(Stored data)
%%

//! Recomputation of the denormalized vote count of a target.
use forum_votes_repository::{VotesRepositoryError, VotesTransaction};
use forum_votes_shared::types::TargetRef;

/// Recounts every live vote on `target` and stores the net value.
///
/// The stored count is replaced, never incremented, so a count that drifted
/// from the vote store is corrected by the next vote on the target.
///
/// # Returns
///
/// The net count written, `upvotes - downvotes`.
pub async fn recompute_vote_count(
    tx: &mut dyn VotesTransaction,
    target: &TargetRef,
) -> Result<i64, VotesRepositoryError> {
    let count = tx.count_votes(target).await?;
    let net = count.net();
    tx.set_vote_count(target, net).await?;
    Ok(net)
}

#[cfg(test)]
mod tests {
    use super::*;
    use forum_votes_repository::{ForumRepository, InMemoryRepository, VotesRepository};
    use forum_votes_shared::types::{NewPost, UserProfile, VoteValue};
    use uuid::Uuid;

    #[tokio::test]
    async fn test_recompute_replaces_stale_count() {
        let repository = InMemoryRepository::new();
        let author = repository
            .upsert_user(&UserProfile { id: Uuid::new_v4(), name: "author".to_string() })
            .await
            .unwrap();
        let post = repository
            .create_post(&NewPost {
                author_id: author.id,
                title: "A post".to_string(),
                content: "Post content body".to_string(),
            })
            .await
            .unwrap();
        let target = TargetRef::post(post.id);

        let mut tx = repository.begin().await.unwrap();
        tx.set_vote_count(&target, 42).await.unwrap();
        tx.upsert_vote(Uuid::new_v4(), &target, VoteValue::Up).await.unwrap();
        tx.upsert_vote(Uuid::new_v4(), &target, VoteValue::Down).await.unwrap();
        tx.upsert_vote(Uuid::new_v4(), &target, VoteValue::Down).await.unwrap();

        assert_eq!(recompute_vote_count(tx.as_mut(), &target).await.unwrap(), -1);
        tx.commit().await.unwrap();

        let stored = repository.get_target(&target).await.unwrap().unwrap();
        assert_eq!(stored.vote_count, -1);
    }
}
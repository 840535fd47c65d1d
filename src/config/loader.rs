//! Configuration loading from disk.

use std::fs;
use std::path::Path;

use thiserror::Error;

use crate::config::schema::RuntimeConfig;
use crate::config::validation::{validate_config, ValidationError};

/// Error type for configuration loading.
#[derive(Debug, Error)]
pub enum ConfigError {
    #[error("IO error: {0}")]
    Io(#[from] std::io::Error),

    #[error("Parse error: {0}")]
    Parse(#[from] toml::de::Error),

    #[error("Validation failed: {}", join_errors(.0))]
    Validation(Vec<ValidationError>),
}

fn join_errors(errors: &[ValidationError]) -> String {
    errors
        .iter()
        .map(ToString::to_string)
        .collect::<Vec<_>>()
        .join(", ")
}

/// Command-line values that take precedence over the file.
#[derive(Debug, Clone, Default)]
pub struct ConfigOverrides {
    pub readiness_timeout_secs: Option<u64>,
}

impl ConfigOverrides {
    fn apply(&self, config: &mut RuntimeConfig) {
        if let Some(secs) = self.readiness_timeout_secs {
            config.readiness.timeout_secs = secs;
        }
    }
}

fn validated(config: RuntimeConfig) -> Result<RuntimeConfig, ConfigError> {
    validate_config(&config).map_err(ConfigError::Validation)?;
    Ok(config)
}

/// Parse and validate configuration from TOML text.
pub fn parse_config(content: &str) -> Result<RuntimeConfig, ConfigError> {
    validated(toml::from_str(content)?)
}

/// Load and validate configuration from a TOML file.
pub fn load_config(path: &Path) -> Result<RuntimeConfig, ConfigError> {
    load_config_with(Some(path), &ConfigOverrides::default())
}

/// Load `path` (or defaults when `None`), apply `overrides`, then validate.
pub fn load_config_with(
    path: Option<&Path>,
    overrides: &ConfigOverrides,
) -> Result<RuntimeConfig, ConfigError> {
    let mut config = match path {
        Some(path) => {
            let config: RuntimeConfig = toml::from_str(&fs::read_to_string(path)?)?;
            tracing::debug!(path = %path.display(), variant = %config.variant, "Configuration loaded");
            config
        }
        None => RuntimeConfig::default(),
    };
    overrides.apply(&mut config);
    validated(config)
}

%%

PROBLEM STATEMENT — Filter the data down to the lines that contain the string "author", and copy them.

ANSWER BELOW —
        let author = repository
            .upsert_user(&UserProfile { id: Uuid::new_v4(), name: "author".to_string() })
                author_id: author.id,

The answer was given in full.